Sustainable packaging company Parcls turns out to be a bottomless pit: 2.4 million.

It appears from the just published first bankruptcy report from trustee Angelina Bakker.


Parcls was a sustainable parcel service with branches in urban centers, where parcel companies such as DHL, DPD and GLS could deliver their parcels. Because these packages could then be picked up or delivered on a cargo bike, it would save a lot of traffic and exhaust gas in the city.

The company, which was founded in 2017 by entrepreneur Luc van Gompel, had six Amsterdam locations and three outside.

Growth plans

Parcls seemed to thrive in recent years. At the beginning of last year, the company raised growth financing of 1.7 million euros, including from Amsterdam’s sustainability fund AKEF. In March, Director Marlies van Lohuizen expressed the ambition to grow to 100 branches.

In May, Parcls suddenly appeared to be in serious financial trouble. Not long after, the company went bankrupt.

Millions evaporated

It now appears from curator Bakker’s bankruptcy report that Parcls has only had huge losses since its foundation. For example, the company posted a turnover of 250,000 euros in 2019, but the loss was a multiple of it; almost 684,000 euros.

A year later, turnover had doubled to almost half a million. But the loss had also grown, to 792,000 euros.

Last year, revenue exploded to just under 1.2 million euros, but there was a loss of more than half a million at the bottom. In the first five months of this year, the company lost an additional 377,000 euros. In 3.5 years, Parcls saw a total of almost 2.4 million euros evaporate.


The report also shows that persistent losses at the end of last year forced the company to look for new lenders. When these were not found in time, the company collapsed.

On 5 May, the Amsterdam Sustainability Fund AKEF claimed the company’s assets, which were pledged as collateral for the loans.

This, according to the report, led to Parcls having to request a deferral of payment. “It did not go well anyway, but if the income in the company goes to the mortgagee, the situation will be completely unsustainable,” says curator Bakker in a statement.

When it became apparent that there was no possibility of paying the creditors, the bankruptcy followed on 10 May. Initially, the trustee continued the company’s activities. But when one of the contracting package bidders unexpectedly withdrew his contract on May 16, Bakker saw no option but to stop the activities.

No restart

Last month, founder Van Gompel told RTL Z that he still had high hopes of a restart. It was also the financier AKEF behind. “Our fund wants to make a sustainable impact on Amsterdam. That goal can possibly be achieved through a restart,” said fund manager Casper Heijsteeg at the time.

The report now shows that there were some candidates for a restart, but that in the end nothing came of it. Now the trustee can not sell more than the remains of the estate.

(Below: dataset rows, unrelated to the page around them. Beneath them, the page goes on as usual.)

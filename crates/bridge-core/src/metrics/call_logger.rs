//! Per-call timeline logger with a fire-and-forget webhook POST at the end
//! of the call (spec §4.M).

use std::collections::HashMap;
use std::sync::{Arc, Mutex};

use chrono::{DateTime, Utc};
use serde::Serialize;
use serde_json::{json, Value};
use tokio::time::Duration;

use crate::bus::{EventBus, VoiceEventType};

#[derive(Debug, Clone, Copy, PartialEq, Eq, Serialize)]
#[serde(rename_all = "SCREAMING_SNAKE_CASE")]
pub enum CallLogEventKind {
    SessionStart,
    SessionEnd,
    OpenaiConnected,
    OpenaiError,
    AudioFirstInbound,
    AudioFirstOutbound,
    TranscriptUser,
    TranscriptAssistant,
    ToolCalled,
    TransferInitiated,
    TransferRinging,
    TransferAnswered,
    TransferCompleted,
    TransferRejected,
    MessageTaken,
    CallHangup,
}

#[derive(Debug, Clone, Serialize)]
pub struct CallLogEvent {
    pub kind: CallLogEventKind,
    pub timestamp: DateTime<Utc>,
    pub data: Value,
}

#[derive(Debug, Clone, Default, Serialize)]
pub struct MetricAggregate {
    pub last: f64,
    pub sum: f64,
    pub max: f64,
    pub min: f64,
    pub count: u64,
    pub avg: f64,
}

impl MetricAggregate {
    fn record(&mut self, value: f64) {
        if self.count == 0 {
            self.min = value;
            self.max = value;
        } else {
            self.min = self.min.min(value);
            self.max = self.max.max(value);
        }
        self.last = value;
        self.sum += value;
        self.count += 1;
        self.avg = self.sum / self.count as f64;
    }
}

#[derive(Debug, Clone, Serialize)]
pub struct ToolExecutionLog {
    pub tool_name: String,
    pub call_id: String,
    /// Sanitized: secrets/PII-shaped values are redacted by the caller
    /// before this struct is built.
    pub input: Value,
    pub output: Value,
    pub success: bool,
}

#[derive(Debug, Clone, Serialize)]
pub struct CallLog {
    pub call_id: String,
    pub tenant_id: String,
    pub caller_id: String,
    pub started_at: DateTime<Utc>,
    pub ended_at: Option<DateTime<Utc>>,
    pub final_state: Option<String>,
    pub events: Vec<CallLogEvent>,
    pub metrics: HashMap<String, MetricAggregate>,
    pub tool_executions: Vec<ToolExecutionLog>,
}

impl CallLog {
    fn new(call_id: String, tenant_id: String, caller_id: String) -> Self {
        Self {
            call_id,
            tenant_id,
            caller_id,
            started_at: Utc::now(),
            ended_at: None,
            final_state: None,
            events: Vec::new(),
            metrics: HashMap::new(),
            tool_executions: Vec::new(),
        }
    }
}

/// Fire-and-forget outbound webhook client (spec §6): short timeout, errors
/// logged and dropped, never allowed to slow the call down.
#[derive(Clone)]
pub struct Webhook {
    url: String,
    http: reqwest::Client,
}

impl Webhook {
    pub fn new(url: impl Into<String>) -> Self {
        Self { url: url.into(), http: reqwest::Client::new() }
    }

    /// POST `{event, ...payload}` in a detached task.
    pub fn fire(&self, event: &'static str, mut payload: Value) {
        let url = self.url.clone();
        let http = self.http.clone();
        if let Value::Object(map) = &mut payload {
            map.insert("event".into(), Value::String(event.into()));
        }
        tokio::spawn(async move {
            let result = http
                .post(&url)
                .timeout(Duration::from_secs(8))
                .json(&payload)
                .send()
                .await;
            match result {
                Ok(resp) if resp.status().is_success() => {
                    tracing::debug!(event, "webhook delivered");
                }
                Ok(resp) => {
                    tracing::warn!(event, status = %resp.status(), "webhook rejected");
                }
                Err(e) => {
                    tracing::warn!(event, error = %e, "webhook failed");
                }
            }
        });
    }
}

/// Accumulates one [`CallLog`] and fires it at a webhook on [`CallLogger::finish`].
pub struct CallLogger {
    log: Mutex<CallLog>,
    webhook: Option<Webhook>,
}

impl CallLogger {
    pub fn new(
        call_id: impl Into<String>,
        tenant_id: impl Into<String>,
        caller_id: impl Into<String>,
        webhook_url: Option<String>,
    ) -> Self {
        Self {
            log: Mutex::new(CallLog::new(call_id.into(), tenant_id.into(), caller_id.into())),
            webhook: webhook_url.map(Webhook::new),
        }
    }

    pub fn webhook(&self) -> Option<&Webhook> {
        self.webhook.as_ref()
    }

    pub fn record_event(&self, kind: CallLogEventKind, data: Value) {
        let mut log = self.log.lock().unwrap();
        log.events.push(CallLogEvent { kind, timestamp: Utc::now(), data });
    }

    pub fn record_metric(&self, name: &str, value: f64) {
        let mut log = self.log.lock().unwrap();
        log.metrics.entry(name.to_string()).or_default().record(value);
    }

    pub fn record_tool_execution(&self, entry: ToolExecutionLog) {
        self.log.lock().unwrap().tool_executions.push(entry);
    }

    pub fn set_final_state(&self, state: impl Into<String>) {
        self.log.lock().unwrap().final_state = Some(state.into());
    }

    pub fn snapshot(&self) -> CallLog {
        self.log.lock().unwrap().clone()
    }

    /// Stamp `ended_at` and, if a webhook is configured, POST the call log
    /// once as a `voice_ai_call_log` event.
    pub fn finish(&self) {
        let log = {
            let mut log = self.log.lock().unwrap();
            log.ended_at = Some(Utc::now());
            log.clone()
        };
        if let Some(webhook) = &self.webhook {
            match serde_json::to_value(&log) {
                Ok(payload) => webhook.fire("voice_ai_call_log", payload),
                Err(e) => tracing::warn!(call_id = %log.call_id, error = %e, "failed to serialize call log"),
            }
        }
    }
}

/// Subscribe a logger to a session's event bus, turning `VoiceEvent`s into
/// the CallLog timeline. Also fires the `voice_ai_message` webhook for
/// taken messages, mirroring the original ticketing push.
pub fn attach(bus: &EventBus, logger: Arc<CallLogger>) {
    const MAPPING: &[(VoiceEventType, CallLogEventKind)] = &[
        (VoiceEventType::SessionStarted, CallLogEventKind::SessionStart),
        (VoiceEventType::SessionEnded, CallLogEventKind::SessionEnd),
        (VoiceEventType::ProviderConnected, CallLogEventKind::OpenaiConnected),
        (VoiceEventType::ProviderError, CallLogEventKind::OpenaiError),
        (VoiceEventType::UserAudioReceived, CallLogEventKind::AudioFirstInbound),
        (VoiceEventType::AudioFirstOutput, CallLogEventKind::AudioFirstOutbound),
        (VoiceEventType::UserTranscript, CallLogEventKind::TranscriptUser),
        (VoiceEventType::AssistantTranscript, CallLogEventKind::TranscriptAssistant),
        (VoiceEventType::FunctionCallCompleted, CallLogEventKind::ToolCalled),
        (VoiceEventType::TransferInitiated, CallLogEventKind::TransferInitiated),
        (VoiceEventType::TransferRinging, CallLogEventKind::TransferRinging),
        (VoiceEventType::TransferAnswered, CallLogEventKind::TransferAnswered),
        (VoiceEventType::TransferCompleted, CallLogEventKind::TransferCompleted),
        (VoiceEventType::TransferRejected, CallLogEventKind::TransferRejected),
        (VoiceEventType::MessageTaken, CallLogEventKind::MessageTaken),
        (VoiceEventType::CallHangup, CallLogEventKind::CallHangup),
    ];

    for &(bus_kind, log_kind) in MAPPING {
        let logger = logger.clone();
        bus.on(bus_kind, move |event| {
            let logger = logger.clone();
            async move {
                logger.record_event(log_kind, event.data.clone());

                match event.kind {
                    VoiceEventType::FunctionCallCompleted => {
                        logger.record_tool_execution(ToolExecutionLog {
                            tool_name: event
                                .data
                                .get("name")
                                .and_then(Value::as_str)
                                .unwrap_or_default()
                                .to_string(),
                            call_id: event
                                .data
                                .get("call_id")
                                .and_then(Value::as_str)
                                .unwrap_or_default()
                                .to_string(),
                            input: event.data.get("args").cloned().unwrap_or(Value::Null),
                            output: event.data.get("output").cloned().unwrap_or(Value::Null),
                            success: event.data.get("success").and_then(Value::as_bool).unwrap_or(false),
                        });
                    }
                    VoiceEventType::MessageTaken => {
                        if let Some(webhook) = logger.webhook() {
                            let caller_name =
                                event.data.get("caller_name").and_then(Value::as_str).unwrap_or_default();
                            webhook.fire(
                                "voice_ai_message",
                                json!({
                                    "ticket": {
                                        "type": "message",
                                        "subject": format!("Recado de {caller_name}"),
                                        "message": event.data.get("message").cloned().unwrap_or(Value::Null),
                                        "priority": event.data.get("urgency").cloned().unwrap_or(Value::Null),
                                    }
                                }),
                            );
                        }
                    }
                    VoiceEventType::SessionEnded | VoiceEventType::CallHangup => {
                        if let Some(reason) = event.data.get("reason").and_then(Value::as_str) {
                            logger.set_final_state(reason);
                        }
                    }
                    _ => {}
                }
            }
        });
    }
}

#[cfg(test)]
mod tests {
    use super::*;
    use crate::bus::VoiceEvent;

    #[test]
    fn metric_aggregate_tracks_last_sum_min_max_avg() {
        let mut agg = MetricAggregate::default();
        agg.record(10.0);
        agg.record(20.0);
        agg.record(5.0);
        assert_eq!(agg.last, 5.0);
        assert_eq!(agg.sum, 35.0);
        assert_eq!(agg.max, 20.0);
        assert_eq!(agg.min, 5.0);
        assert!((agg.avg - 35.0 / 3.0).abs() < 1e-9);
    }

    #[tokio::test]
    async fn finish_without_webhook_url_is_a_noop() {
        let logger = CallLogger::new("call1", "tenant1", "+1000", None);
        logger.record_event(CallLogEventKind::SessionStart, json!({}));
        logger.finish();
        assert!(logger.snapshot().ended_at.is_some());
    }

    #[tokio::test]
    async fn attached_logger_records_bus_events_in_order() {
        let bus = EventBus::new(32);
        let logger = Arc::new(CallLogger::new("call1", "tenant1", "+1000", None));
        attach(&bus, logger.clone());

        bus.emit(VoiceEvent::new(VoiceEventType::SessionStarted, "call1", json!({}))).await;
        bus.emit(VoiceEvent::new(VoiceEventType::UserTranscript, "call1", json!({"text": "oi"}))).await;
        bus.emit(VoiceEvent::new(VoiceEventType::CallHangup, "call1", json!({"reason": "hangup"}))).await;

        let log = logger.snapshot();
        let kinds: Vec<CallLogEventKind> = log.events.iter().map(|e| e.kind).collect();
        assert_eq!(
            kinds,
            vec![CallLogEventKind::SessionStart, CallLogEventKind::TranscriptUser, CallLogEventKind::CallHangup]
        );
        assert_eq!(log.final_state.as_deref(), Some("hangup"));
        for pair in log.events.windows(2) {
            assert!(pair[0].timestamp <= pair[1].timestamp);
        }
    }

    #[tokio::test]
    async fn tool_calls_are_recorded_with_input_and_output() {
        let bus = EventBus::new(32);
        let logger = Arc::new(CallLogger::new("call1", "tenant1", "+1000", None));
        attach(&bus, logger.clone());

        bus.emit(VoiceEvent::new(
            VoiceEventType::FunctionCallCompleted,
            "call1",
            json!({"name": "take_message", "call_id": "fc_1", "args": {"caller_name": "Ana"}, "output": {"recorded": true}, "success": true}),
        ))
        .await;

        let log = logger.snapshot();
        assert_eq!(log.tool_executions.len(), 1);
        assert_eq!(log.tool_executions[0].tool_name, "take_message");
        assert!(log.tool_executions[0].success);
    }
}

The estate is also very lean. The company’s premises were rented and the company car and electric charging bikes were leased. The amounts that the company still owed from customers were partially pledged to the financier.

public money

The AKEF Climate Fund, which is financed with public funds from the municipality of Amsterdam, seems to have already invested 800,000 euros of the promised 1.2 million euros in the company. The vast majority of it must be considered lost.

AKEF is still trying to recover part of the money from the amounts that Parcls had credited from customers. The fund says it has had these assets as collateral for its loans. There were still around 90,000 euros in outstanding, but it is unlikely that the full amount can be recovered.

Dispute with curator

The trustee has now crossed paths with the fund because she believes that no ‘significant part of the debtor portfolio’ has been pledged at all. As a result of the dispute between the trustee and the fund, some creditors have now completely stopped paying back.

Bakker says in a justification that a so-called mortgage ban was included in the contract with one of the debtors. Moreover, it is one of the largest parties from which the company had money. “It’s a lot of money, almost the entire debtor portfolio.”

According to the trustee, negotiations are now underway with AKEF, which disputes its view on a solution to the dispute.

Can not be saved

Fund manager Heijsteeg of AKEF denies that the fund’s claim on the assets at the beginning of May was the direct cause of the suspension of payments and the subsequent bankruptcy. “The company could not be saved anyway. The amounts still to be paid by the debtors would not have been sufficient to pay the bills and salaries.”